A victim checks their phone again. No update. Months have passed since the incident, the statement, and the first promise that “the court date will come through soon”. Life moves on, but the case does not.

No one is choosing to be slow, and yet the case is travelling through a maze: documents requested, redacted, re-uploaded and re-checked; hearings listed, relisted and adjourned; digital evidence queued; teams chasing the same missing information in different formats. These are the right places to start with AI and technology can quickly make a measurable difference.
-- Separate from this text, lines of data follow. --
use axum::{
    extract::{Query, State},
    http::HeaderMap,
    response::{
        IntoResponse, Response,
        sse::{Event, KeepAlive, Sse},
    },
};
use chrono::Utc;
use futures_util::stream::{self, Stream, StreamExt};
use serde::Deserialize;
use std::convert::Infallible;
use std::sync::Arc;
use std::time::Duration;
use tokio::time::{self, MissedTickBehavior};
use tokio_stream::wrappers::IntervalStream;
use tokio_util::sync::CancellationToken;
use tracing::{debug, info, warn};

use crate::AppState;
use crate::auth::bearer_token;
use crate::clients::metrics::Aggregator;
use crate::config::StreamConfig;
use crate::error::ApiError;
use crate::models::views::{ErrorFrame, MetricsFrame};

#[derive(Debug, Clone, Copy, PartialEq, Eq)]
pub enum StreamState {
    Connecting,
    Streaming,
    Closed,
}

#[derive(Debug)]
pub enum FeedItem {
    Metrics(Box<MetricsFrame>),
    Error(ErrorFrame),
}

impl FeedItem {
    fn error(message: String) -> Self {
        Self::Error(ErrorFrame {
            ts: Utc::now(),
            message,
        })
    }

    fn into_event(self) -> Event {
        let encoded = match &self {
            Self::Metrics(frame) => Event::default().event("metrics").json_data(frame),
            Self::Error(frame) => Event::default().event("error").json_data(frame),
        };
        encoded.unwrap_or_else(|e| {
            Event::default()
                .event("error")
                .data(format!("encoding frame: {}", e))
        })
    }
}

/// One subscriber's ticker. Connecting until the first tick, Closed once the
/// server shuts down or the client goes away.
pub struct MetricsFeed {
    state: StreamState,
    ticks: IntervalStream,
    aggregator: Arc<Aggregator>,
    top_n: usize,
    cycle_timeout: Duration,
    shutdown: CancellationToken,
    subscriber: String,
}

impl MetricsFeed {
    pub fn new(
        aggregator: Arc<Aggregator>,
        cfg: &StreamConfig,
        shutdown: CancellationToken,
        subscriber: String,
    ) -> Self {
        let mut interval = time::interval(Duration::from_secs(cfg.interval_secs.max(1)));
        interval.set_missed_tick_behavior(MissedTickBehavior::Delay);
        Self {
            state: StreamState::Connecting,
            ticks: IntervalStream::new(interval),
            aggregator,
            top_n: cfg.top_pods,
            cycle_timeout: Duration::from_secs(cfg.cycle_timeout_secs.max(1)),
            shutdown,
            subscriber,
        }
    }

    pub fn state(&self) -> StreamState {
        self.state
    }

    async fn next_item(&mut self) -> Option<FeedItem> {
        if self.state == StreamState::Closed {
            return None;
        }

        let ticked = tokio::select! {
            _ = self.shutdown.cancelled() => false,
            tick = self.ticks.next() => tick.is_some(),
        };
        if !ticked {
            self.close("server shutting down");
            return None;
        }
        self.state = StreamState::Streaming;
        Some(self.cycle().await)
    }

    async fn cycle(&self) -> FeedItem {
        match time::timeout(self.cycle_timeout, self.aggregator.frame(self.top_n)).await {
            Ok(Ok(frame)) => FeedItem::Metrics(Box::new(frame)),
            Ok(Err(e)) => {
                warn!(subscriber = %self.subscriber, "metrics cycle failed: {}", e);
                FeedItem::error(e.to_string())
            }
            Err(_) => {
                warn!(subscriber = %self.subscriber, "metrics cycle timed out");
                FeedItem::error(format!(
                    "metrics cycle timed out after {}s",
                    self.cycle_timeout.as_secs()
                ))
            }
        }
    }

    fn close(&mut self, reason: &str) {
        if self.state != StreamState::Closed {
            self.state = StreamState::Closed;
            info!(subscriber = %self.subscriber, "metrics stream closed: {}", reason);
        }
    }

    pub fn into_stream(self) -> impl Stream<Item = FeedItem> + Send + 'static {
        stream::unfold(self, |mut feed| async move {
            let item = feed.next_item().await?;
            Some((item, feed))
        })
    }
}

impl Drop for MetricsFeed {
    fn drop(&mut self) {
        self.close("client disconnected");
    }
}

#[derive(Debug, Default, Deserialize)]
pub struct StreamQuery {
    pub token: Option<String>,
    pub access_token: Option<String>,
    pub role: Option<String>,
}

/// `GET /api/stream`. EventSource can't set headers, so the token may come in
/// the query string.
pub async fn handle_metrics_stream(
    State(state): State<AppState>,
    Query(q): Query<StreamQuery>,
    headers: HeaderMap,
) -> Result<Response, ApiError> {
    let token = q
        .token
        .as_deref()
        .or(q.access_token.as_deref())
        .filter(|t| !t.is_empty())
        .or_else(|| bearer_token(&headers));
    let user = state.auth.authenticate(token, q.role.as_deref())?;

    if !state.config.auth.stream_roles.contains(&user.role) {
        return Err(ApiError::Forbidden(format!(
            "role {} may not open the metrics stream",
            user.role
        )));
    }

    info!(subscriber = %user.subject, role = %user.role, "metrics stream opened");
    let feed = MetricsFeed::new(
        state.aggregator.clone(),
        &state.config.stream,
        state.shutdown.clone(),
        user.subject,
    );
    debug!(state = ?feed.state(), "feed created");

    let events = feed
        .into_stream()
        .map(|item| Ok::<_, Infallible>(item.into_event()));

    Ok(Sse::new(events)
        .keep_alive(KeepAlive::default().interval(Duration::from_secs(15)))
        .into_response())
}
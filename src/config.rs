use serde::Deserialize;
use std::path::{Path, PathBuf};
use thiserror::Error;

use crate::auth::Role;

pub const JWT_SECRET_ENV: &str = "CLUSTER_CONSOLE_JWT_SECRET";
const IN_CLUSTER_TOKEN: &str = "/var/run/secrets/kubernetes.io/serviceaccount/token";
const IN_CLUSTER_CA: &str = "/var/run/secrets/kubernetes.io/serviceaccount/ca.crt";

#[derive(Debug, Error)]
pub enum ConfigError {
    #[error("reading config {path}: {source}")]
    Read {
        path: PathBuf,
        #[source]
        source: std::io::Error,
    },

    #[error("parsing config: {0}")]
    Parse(#[from] serde_yaml::Error),

    #[error("{0}")]
    Invalid(String),
}

#[derive(Debug, Clone, Deserialize)]
pub struct Config {
    #[serde(default = "default_listen_port")]
    pub listen_port: u16,
    #[serde(default)]
    pub cluster: ClusterConfig,
    #[serde(default)]
    pub auth: AuthConfig,
    #[serde(default)]
    pub stream: StreamConfig,
    #[serde(default = "default_health_interval")]
    pub health_check_interval_secs: u64,
}

#[derive(Debug, Clone, Deserialize)]
pub struct ClusterConfig {
    #[serde(default = "default_api_server")]
    pub api_server: String,
    #[serde(default)]
    pub token: Option<String>,
    #[serde(default)]
    pub token_file: Option<PathBuf>,
    /// Base64-encoded PEM bundle, as found in kubeconfig files.
    #[serde(default)]
    pub certificate_authority_data: Option<String>,
    #[serde(default)]
    pub certificate_authority_file: Option<PathBuf>,
    #[serde(default)]
    pub insecure_skip_tls_verify: bool,
    #[serde(default = "default_request_timeout")]
    pub request_timeout_secs: u64,
}

impl Default for ClusterConfig {
    fn default() -> Self {
        Self {
            api_server: default_api_server(),
            token: None,
            token_file: None,
            certificate_authority_data: None,
            certificate_authority_file: None,
            insecure_skip_tls_verify: false,
            request_timeout_secs: default_request_timeout(),
        }
    }
}

#[derive(Debug, Clone, Deserialize)]
pub struct AuthConfig {
    #[serde(default)]
    pub jwt_secret: Option<String>,
    #[serde(default = "default_stream_roles")]
    pub stream_roles: Vec<Role>,
}

impl Default for AuthConfig {
    fn default() -> Self {
        Self {
            jwt_secret: None,
            stream_roles: default_stream_roles(),
        }
    }
}

#[derive(Debug, Clone, Deserialize)]
pub struct StreamConfig {
    #[serde(default = "default_stream_interval")]
    pub interval_secs: u64,
    #[serde(default = "default_cycle_timeout")]
    pub cycle_timeout_secs: u64,
    #[serde(default = "default_top_pods")]
    pub top_pods: usize,
}

impl Default for StreamConfig {
    fn default() -> Self {
        Self {
            interval_secs: default_stream_interval(),
            cycle_timeout_secs: default_cycle_timeout(),
            top_pods: default_top_pods(),
        }
    }
}

fn default_listen_port() -> u16 {
    8080
}

fn default_api_server() -> String {
    "https://kubernetes.default.svc".to_string()
}

fn default_request_timeout() -> u64 {
    10
}

fn default_health_interval() -> u64 {
    15
}

fn default_stream_roles() -> Vec<Role> {
    vec![Role::Viewer, Role::Editor, Role::Admin]
}

fn default_stream_interval() -> u64 {
    5
}

fn default_cycle_timeout() -> u64 {
    4
}

fn default_top_pods() -> usize {
    10
}

impl Config {
    pub fn load(path: &Path) -> Result<Self, ConfigError> {
        let data = std::fs::read_to_string(path).map_err(|source| ConfigError::Read {
            path: path.to_path_buf(),
            source,
        })?;
        let secret = std::env::var(JWT_SECRET_ENV).ok();
        Self::from_yaml(&data, secret)
    }

    pub fn from_yaml(data: &str, env_secret: Option<String>) -> Result<Self, ConfigError> {
        let mut cfg: Config = serde_yaml::from_str(data)?;

        if let Some(secret) = env_secret.filter(|s| !s.is_empty()) {
            cfg.auth.jwt_secret = Some(secret);
        }

        // In-cluster defaults when nothing explicit is configured
        if cfg.cluster.token.is_none() && cfg.cluster.token_file.is_none() {
            let p = PathBuf::from(IN_CLUSTER_TOKEN);
            if p.exists() {
                cfg.cluster.token_file = Some(p);
            }
        }
        if cfg.cluster.certificate_authority_data.is_none()
            && cfg.cluster.certificate_authority_file.is_none()
        {
            let p = PathBuf::from(IN_CLUSTER_CA);
            if p.exists() {
                cfg.cluster.certificate_authority_file = Some(p);
            }
        }

        cfg.validate()?;
        Ok(cfg)
    }

    fn validate(&self) -> Result<(), ConfigError> {
        if self.auth.jwt_secret.as_deref().unwrap_or_default().is_empty() {
            return Err(ConfigError::Invalid(format!(
                "auth.jwt_secret or {} must be set",
                JWT_SECRET_ENV
            )));
        }
        if self.stream.interval_secs == 0 {
            return Err(ConfigError::Invalid(
                "stream.interval_secs must be positive".to_string(),
            ));
        }
        if self.auth.stream_roles.is_empty() {
            return Err(ConfigError::Invalid(
                "auth.stream_roles must allow at least one role".to_string(),
            ));
        }
        Ok(())
    }

    pub fn listen_addr(&self) -> String {
        format!("0.0.0.0:{}", self.listen_port)
    }

    pub fn jwt_secret(&self) -> &str {
        self.auth.jwt_secret.as_deref().unwrap_or_default()
    }
}
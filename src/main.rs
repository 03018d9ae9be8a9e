mod auth;
mod classify;
mod clients;
mod config;
mod error;
mod helpers;
mod models;
mod routes;

use std::path::PathBuf;
use std::sync::Arc;
use std::time::Duration;

use tokio::net::TcpListener;
use tokio::signal;
use tokio_util::sync::CancellationToken;
use tracing::{error, info};

use auth::AuthKeys;
use clients::analyzer::Analyzer;
use clients::health::{ClusterHealth, run_health_checker};
use clients::metrics::Aggregator;
use clients::scanner::Scanner;
use clients::{ClusterGateway, KubeClient};

#[derive(Clone)]
pub struct AppState {
    pub gateway: Arc<dyn ClusterGateway>,
    pub scanner: Arc<Scanner>,
    pub analyzer: Arc<Analyzer>,
    pub aggregator: Arc<Aggregator>,
    pub health: Arc<ClusterHealth>,
    pub auth: Arc<AuthKeys>,
    pub config: Arc<config::Config>,
    pub shutdown: CancellationToken,
}

impl AppState {
    pub fn new(
        gateway: Arc<dyn ClusterGateway>,
        config: Arc<config::Config>,
        shutdown: CancellationToken,
    ) -> Self {
        Self {
            scanner: Arc::new(Scanner::new(gateway.clone())),
            analyzer: Arc::new(Analyzer::new(gateway.clone())),
            aggregator: Arc::new(Aggregator::new(gateway.clone())),
            health: Arc::new(ClusterHealth::default()),
            auth: Arc::new(AuthKeys::new(config.jwt_secret())),
            gateway,
            config,
            shutdown,
        }
    }
}

#[tokio::main]
async fn main() {
    tracing_subscriber::fmt()
        .with_env_filter(
            tracing_subscriber::EnvFilter::try_from_default_env()
                .unwrap_or_else(|_| tracing_subscriber::EnvFilter::new("cluster_console=info")),
        )
        .init();

    let config_path = std::env::args()
        .skip(1)
        .zip(std::env::args().skip(2))
        .find_map(|(k, v)| (k == "-config" || k == "--config").then_some(v))
        .or_else(|| std::env::args().nth(1).filter(|a| !a.starts_with('-')))
        .unwrap_or_else(|| "/etc/cluster-console/config.yaml".to_string());

    let cfg = config::Config::load(&PathBuf::from(&config_path)).unwrap_or_else(|e| {
        eprintln!("error loading config: {}", e);
        std::process::exit(1);
    });

    let gateway: Arc<dyn ClusterGateway> = match KubeClient::new(&cfg.cluster) {
        Ok(client) => Arc::new(client),
        Err(e) => {
            eprintln!("error creating cluster client: {}", e);
            std::process::exit(1);
        }
    };
    info!("using API server {}", cfg.cluster.api_server);

    let cfg = Arc::new(cfg);
    let shutdown = CancellationToken::new();
    let state = AppState::new(gateway.clone(), cfg.clone(), shutdown.clone());

    let health_task = tokio::spawn(run_health_checker(
        gateway,
        state.health.clone(),
        Duration::from_secs(cfg.health_check_interval_secs.max(1)),
        shutdown.clone(),
    ));

    let router = routes::build_router(state);

    let listen_addr = cfg.listen_addr();
    let listener = TcpListener::bind(&listen_addr).await.unwrap_or_else(|e| {
        eprintln!("failed to bind {}: {}", listen_addr, e);
        std::process::exit(1);
    });

    info!("cluster-console listening on {}", listen_addr);

    let server_shutdown = shutdown.clone();
    let served = axum::serve(listener, router)
        .with_graceful_shutdown(async move {
            shutdown_signal().await;
            // Open SSE streams end on this too, so the server can drain.
            server_shutdown.cancel();
        })
        .await;

    shutdown.cancel();
    let _ = health_task.await;

    if let Err(e) = served {
        error!("server error: {}", e);
        std::process::exit(1);
    }
    info!("shut down cleanly");
}

async fn shutdown_signal() {
    let ctrl_c = async {
        if let Err(e) = signal::ctrl_c().await {
            error!("failed to listen for ctrl+c: {}", e);
            std::future::pending::<()>().await;
        }
    };

    #[cfg(unix)]
    let terminate = async {
        match signal::unix::signal(signal::unix::SignalKind::terminate()) {
            Ok(mut sig) => {
                sig.recv().await;
            }
            Err(e) => {
                error!("failed to listen for SIGTERM: {}", e);
                std::future::pending::<()>().await;
            }
        }
    };

    #[cfg(not(unix))]
    let terminate = std::future::pending::<()>();

    tokio::select! {
        _ = ctrl_c => {},
        _ = terminate => {},
    }
}
use chrono::{DateTime, Utc};
use serde::Serialize;
use std::sync::{Arc, Mutex, MutexGuard};
use std::time::Duration;
use tokio::time;
use tokio_util::sync::CancellationToken;
use tracing::{info, warn};

use super::ClusterGateway;

#[derive(Debug, Clone, Copy, Serialize)]
#[serde(rename_all = "camelCase")]
pub struct HealthStatus {
    pub reachable: bool,
    pub last_ping: Option<DateTime<Utc>>,
}

/// Connectivity to the API server as seen by the background probe.
pub struct ClusterHealth {
    state: Mutex<HealthStatus>,
}

impl Default for ClusterHealth {
    fn default() -> Self {
        Self {
            state: Mutex::new(HealthStatus {
                reachable: true,
                last_ping: None,
            }),
        }
    }
}

impl ClusterHealth {
    fn lock(&self) -> MutexGuard<'_, HealthStatus> {
        self.state.lock().unwrap_or_else(|e| e.into_inner())
    }

    pub fn status(&self) -> HealthStatus {
        *self.lock()
    }

    pub fn is_reachable(&self) -> bool {
        self.lock().reachable
    }

    pub fn mark_ok(&self, at: DateTime<Utc>) {
        let mut state = self.lock();
        state.reachable = true;
        state.last_ping = Some(at);
    }

    pub fn mark_failed(&self) {
        self.lock().reachable = false;
    }

    pub async fn probe(&self, gateway: &dyn ClusterGateway) {
        match gateway.ping().await {
            Ok(()) => self.mark_ok(Utc::now()),
            Err(e) => {
                if self.is_reachable() {
                    warn!("cluster health check failed: {}", e);
                }
                self.mark_failed();
            }
        }
    }
}

pub async fn run_health_checker(
    gateway: Arc<dyn ClusterGateway>,
    health: Arc<ClusterHealth>,
    every: Duration,
    shutdown: CancellationToken,
) {
    health.probe(gateway.as_ref()).await;

    let mut interval = time::interval(every);
    interval.tick().await; // skip first immediate tick

    loop {
        tokio::select! {
            _ = interval.tick() => {
                health.probe(gateway.as_ref()).await;
            }
            _ = shutdown.cancelled() => {
                info!("health checker shutting down");
                return;
            }
        }
    }
}
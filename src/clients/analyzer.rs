use chrono::Utc;
use futures_util::future::join_all;
use std::sync::Arc;
use tracing::{debug, warn};

use super::ClusterGateway;
use super::events::build_event_index;
use super::scanner::build_row;
use crate::classify::{EndpointIndex, analyze, classify, namespace_or_default};
use crate::models::kind::{ResourceKind, ResourceObject, Scope};
use crate::models::views::ResourceRow;

/// Kinds the issues view inspects.
pub const ANALYZED_KINDS: [ResourceKind; 6] = [
    ResourceKind::Pod,
    ResourceKind::Deployment,
    ResourceKind::StatefulSet,
    ResourceKind::DaemonSet,
    ResourceKind::Job,
    ResourceKind::Service,
];

/// Problems-only view with the stricter rule set from [`analyze`].
pub struct Analyzer {
    gateway: Arc<dyn ClusterGateway>,
}

impl Analyzer {
    pub fn new(gateway: Arc<dyn ClusterGateway>) -> Self {
        Self { gateway }
    }

    /// Most severe first, then the usual kind/namespace/name order.
    pub async fn issues(&self, scope: &Scope) -> Vec<ResourceRow> {
        let gateway = self.gateway.as_ref();

        let fetches = join_all(
            ANALYZED_KINDS
                .iter()
                .map(|&kind| async move { (kind, gateway.list(kind, scope).await) }),
        );
        let scopes = [scope.clone()];
        let (fetched, endpoints, events) = futures_util::join!(
            fetches,
            gateway.list_endpoints(scope),
            build_event_index(gateway, &scopes)
        );

        // Without endpoint data every service would look empty, so fall back to
        // the lenient rules for services.
        let endpoints: Option<EndpointIndex> = match endpoints {
            Ok(list) => Some(
                list.iter()
                    .map(|ep| {
                        (
                            (namespace_or_default(&ep.metadata.namespace), ep.metadata.name.clone()),
                            ep.ready_addresses(),
                        )
                    })
                    .collect(),
            ),
            Err(e) => {
                warn!(namespace = %scope, "listing endpoints failed: {}", e);
                None
            }
        };

        let now = Utc::now();
        let mut rows = Vec::new();
        for (kind, result) in fetched {
            let objects = match result {
                Ok(objects) => objects,
                Err(e) => {
                    warn!(kind = %kind, namespace = %scope, "listing failed, skipping kind: {}", e);
                    continue;
                }
            };
            for obj in &objects {
                let issue = match (&endpoints, obj) {
                    (None, ResourceObject::Service(_)) => classify(obj, now),
                    (Some(index), _) => analyze(obj, index, now),
                    (None, _) => analyze(obj, &EndpointIndex::new(), now),
                };
                if !issue.is_ok() {
                    rows.push(build_row(obj, issue, &events, now));
                }
            }
        }

        rows.sort_by(|a, b| {
            b.severity
                .cmp(&a.severity)
                .then_with(|| a.kind.sort_rank().cmp(&b.kind.sort_rank()))
                .then_with(|| a.namespace.cmp(&b.namespace))
                .then_with(|| a.name.cmp(&b.name))
        });
        debug!(issues = rows.len(), namespace = %scope, "analysis complete");
        rows
    }
}
pub mod analyzer;
pub mod events;
#[cfg(test)]
pub mod fake;
pub mod health;
pub mod metrics;
pub mod scanner;

use async_trait::async_trait;
use base64::Engine;
use reqwest::{Client, Method, RequestBuilder};
use serde::de::DeserializeOwned;
use std::path::PathBuf;
use std::time::Duration;
use tracing::debug;
use urlencoding::encode;

use crate::config::ClusterConfig;
use crate::error::GatewayError;
use crate::models::k8s::{Endpoints, Event, List, Namespace, NodeMetrics, PodMetrics};
use crate::models::kind::{ResourceKind, ResourceObject, Scope};

const METRICS_API: &str = "/apis/metrics.k8s.io/v1beta1";

#[derive(Debug, Clone, PartialEq)]
pub enum Patch {
    /// `application/merge-patch+json`
    Merge(serde_json::Value),
    /// `application/json-patch+json`
    Json(serde_json::Value),
}

impl Patch {
    fn content_type(&self) -> &'static str {
        match self {
            Self::Merge(_) => "application/merge-patch+json",
            Self::Json(_) => "application/json-patch+json",
        }
    }

    fn body(&self) -> &serde_json::Value {
        match self {
            Self::Merge(v) | Self::Json(v) => v,
        }
    }
}

/// The subset of the Kubernetes API the console consumes.
#[async_trait]
pub trait ClusterGateway: Send + Sync {
    async fn list(&self, kind: ResourceKind, scope: &Scope) -> Result<Vec<ResourceObject>, GatewayError>;

    async fn get(&self, kind: ResourceKind, namespace: &str, name: &str) -> Result<serde_json::Value, GatewayError>;

    async fn patch(&self, kind: ResourceKind, namespace: &str, name: &str, patch: &Patch) -> Result<(), GatewayError>;

    async fn delete(&self, kind: ResourceKind, namespace: &str, name: &str) -> Result<(), GatewayError>;

    async fn list_events(&self, scope: &Scope) -> Result<Vec<Event>, GatewayError>;

    async fn list_endpoints(&self, scope: &Scope) -> Result<Vec<Endpoints>, GatewayError>;

    async fn list_namespaces(&self) -> Result<Vec<String>, GatewayError>;

    async fn list_node_metrics(&self) -> Result<Vec<NodeMetrics>, GatewayError>;

    async fn list_pod_metrics(&self, scope: &Scope) -> Result<Vec<PodMetrics>, GatewayError>;

    async fn list_custom(
        &self,
        group: &str,
        version: &str,
        plural: &str,
        scope: &Scope,
    ) -> Result<Vec<serde_json::Value>, GatewayError>;

    async fn ping(&self) -> Result<(), GatewayError>;
}

enum TokenSource {
    None,
    Static(String),
    // Projected service account tokens rotate, so the file is re-read per request.
    File(PathBuf),
}

pub struct KubeClient {
    base_url: String,
    http: Client,
    token: TokenSource,
}

impl KubeClient {
    pub fn new(cfg: &ClusterConfig) -> Result<Self, GatewayError> {
        let mut builder = Client::builder().timeout(Duration::from_secs(cfg.request_timeout_secs));

        let ca_pem = match (&cfg.certificate_authority_data, &cfg.certificate_authority_file) {
            (Some(data), _) => Some(
                base64::engine::general_purpose::STANDARD
                    .decode(data.trim())
                    .map_err(|e| GatewayError::Setup(format!("certificate_authority_data: {}", e)))?,
            ),
            (None, Some(path)) => Some(std::fs::read(path).map_err(|e| {
                GatewayError::Setup(format!("reading {}: {}", path.display(), e))
            })?),
            (None, None) => None,
        };
        if let Some(pem) = ca_pem {
            let cert = reqwest::Certificate::from_pem(&pem)
                .map_err(|e| GatewayError::Setup(format!("parsing CA bundle: {}", e)))?;
            builder = builder.add_root_certificate(cert);
        }
        if cfg.insecure_skip_tls_verify {
            builder = builder.danger_accept_invalid_certs(true);
        }

        let http = builder
            .build()
            .map_err(|e| GatewayError::Setup(format!("building HTTP client: {}", e)))?;

        let token = match (&cfg.token, &cfg.token_file) {
            (Some(t), _) => TokenSource::Static(t.clone()),
            (None, Some(path)) => TokenSource::File(path.clone()),
            (None, None) => TokenSource::None,
        };

        Ok(Self {
            base_url: cfg.api_server.trim_end_matches('/').to_string(),
            http,
            token,
        })
    }

    async fn request(&self, method: Method, path: &str) -> Result<RequestBuilder, GatewayError> {
        let mut req = self
            .http
            .request(method, format!("{}{}", self.base_url, path))
            .header("Accept", "application/json");

        let token = match &self.token {
            TokenSource::None => None,
            TokenSource::Static(t) => Some(t.clone()),
            TokenSource::File(p) => Some(
                tokio::fs::read_to_string(p)
                    .await
                    .map_err(|e| GatewayError::Setup(format!("reading token {}: {}", p.display(), e)))?
                    .trim()
                    .to_string(),
            ),
        };
        if let Some(t) = token {
            req = req.bearer_auth(t);
        }
        Ok(req)
    }

    async fn send(&self, path: &str, req: RequestBuilder) -> Result<reqwest::Response, GatewayError> {
        let resp = req.send().await.map_err(|source| GatewayError::Transport {
            path: path.to_string(),
            source,
        })?;

        if resp.status().as_u16() >= 400 {
            let status = resp.status().as_u16();
            let body = resp.text().await.unwrap_or_default();
            return Err(GatewayError::Status {
                path: path.to_string(),
                status,
                body,
            });
        }
        Ok(resp)
    }

    async fn get_json<T: DeserializeOwned>(&self, path: &str) -> Result<T, GatewayError> {
        debug!("GET {}", path);
        let req = self.request(Method::GET, path).await?;
        let bytes = self
            .send(path, req)
            .await?
            .bytes()
            .await
            .map_err(|source| GatewayError::Transport {
                path: path.to_string(),
                source,
            })?;
        serde_json::from_slice(&bytes).map_err(|source| GatewayError::Decode {
            path: path.to_string(),
            source,
        })
    }

    async fn list_items<T: DeserializeOwned>(&self, path: &str) -> Result<Vec<T>, GatewayError> {
        Ok(self.get_json::<List<T>>(path).await?.items)
    }
}

fn scoped_path(prefix: &str, plural: &str, scope: &Scope) -> String {
    match scope {
        Scope::All => format!("{}/{}", prefix, plural),
        Scope::Namespace(ns) => format!("{}/namespaces/{}/{}", prefix, encode(ns), plural),
    }
}

#[async_trait]
impl ClusterGateway for KubeClient {
    async fn list(&self, kind: ResourceKind, scope: &Scope) -> Result<Vec<ResourceObject>, GatewayError> {
        let path = kind.collection_path(scope);
        let items: Vec<serde_json::Value> = self.list_items(&path).await?;
        items
            .into_iter()
            .map(|item| {
                ResourceObject::from_value(kind, item).map_err(|source| GatewayError::Decode {
                    path: path.clone(),
                    source,
                })
            })
            .collect()
    }

    async fn get(&self, kind: ResourceKind, namespace: &str, name: &str) -> Result<serde_json::Value, GatewayError> {
        self.get_json(&kind.object_path(namespace, name)).await
    }

    async fn patch(&self, kind: ResourceKind, namespace: &str, name: &str, patch: &Patch) -> Result<(), GatewayError> {
        let path = kind.object_path(namespace, name);
        debug!("PATCH {}", path);
        let req = self
            .request(Method::PATCH, &path)
            .await?
            .header("Content-Type", patch.content_type())
            .body(patch.body().to_string());
        self.send(&path, req).await?;
        Ok(())
    }

    async fn delete(&self, kind: ResourceKind, namespace: &str, name: &str) -> Result<(), GatewayError> {
        let path = kind.object_path(namespace, name);
        debug!("DELETE {}", path);
        let req = self.request(Method::DELETE, &path).await?;
        self.send(&path, req).await?;
        Ok(())
    }

    async fn list_events(&self, scope: &Scope) -> Result<Vec<Event>, GatewayError> {
        self.list_items(&ResourceKind::Event.collection_path(scope)).await
    }

    async fn list_endpoints(&self, scope: &Scope) -> Result<Vec<Endpoints>, GatewayError> {
        self.list_items(&scoped_path("/api/v1", "endpoints", scope)).await
    }

    async fn list_namespaces(&self) -> Result<Vec<String>, GatewayError> {
        let items: Vec<Namespace> = self.list_items("/api/v1/namespaces").await?;
        Ok(items.into_iter().map(|ns| ns.metadata.name).collect())
    }

    async fn list_node_metrics(&self) -> Result<Vec<NodeMetrics>, GatewayError> {
        self.list_items(&format!("{}/nodes", METRICS_API)).await
    }

    async fn list_pod_metrics(&self, scope: &Scope) -> Result<Vec<PodMetrics>, GatewayError> {
        self.list_items(&scoped_path(METRICS_API, "pods", scope)).await
    }

    async fn list_custom(
        &self,
        group: &str,
        version: &str,
        plural: &str,
        scope: &Scope,
    ) -> Result<Vec<serde_json::Value>, GatewayError> {
        let prefix = format!("/apis/{}/{}", encode(group), encode(version));
        self.list_items(&scoped_path(&prefix, &encode(plural), scope)).await
    }

    async fn ping(&self) -> Result<(), GatewayError> {
        let req = self.request(Method::GET, "/readyz").await?;
        self.send("/readyz", req).await?;
        Ok(())
    }
}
I have seen the cost of fragmentation and feel driven to help. In the hours before hearings involving child abuse, I have watched professionals in the England and Wales Criminal Justice System rekey essential information across systems under crushing pressure because systems do not integrate. I have also seen judges adjourn cases so prosecution and defence can agree basic historical facts about a defendant, simply because different case management systems do not match. These are tasks where AI can have a very human impact.

Practical opportunities across justice

Justice is a system of systems. Improvements in one part ripple through the rest: policing affects prosecutions, courts affect prisons, and prisons affect communities. The near-term opportunities might actually be unglamorous but very real.

In policing and prosecution, we can see AI improving case file quality, speeding up case preparation, and handling digital evidence more effectively. In courts, it can mean preparing bundles, scheduling and listing, and routine applications. Across each area, the immediate sweet spot is better information handling: completeness checks, version control, and summaries with citations back to source material so professionals can verify quickly. Used well, AI supports preparation and reduces rework. It does not replace professional judgement.

Prisons and probation can benefit too, by reducing paperwork that crowds out rehabilitation work and by supporting education pathways and resettlement planning. Better outcomes here mean less reoffending and safer communities.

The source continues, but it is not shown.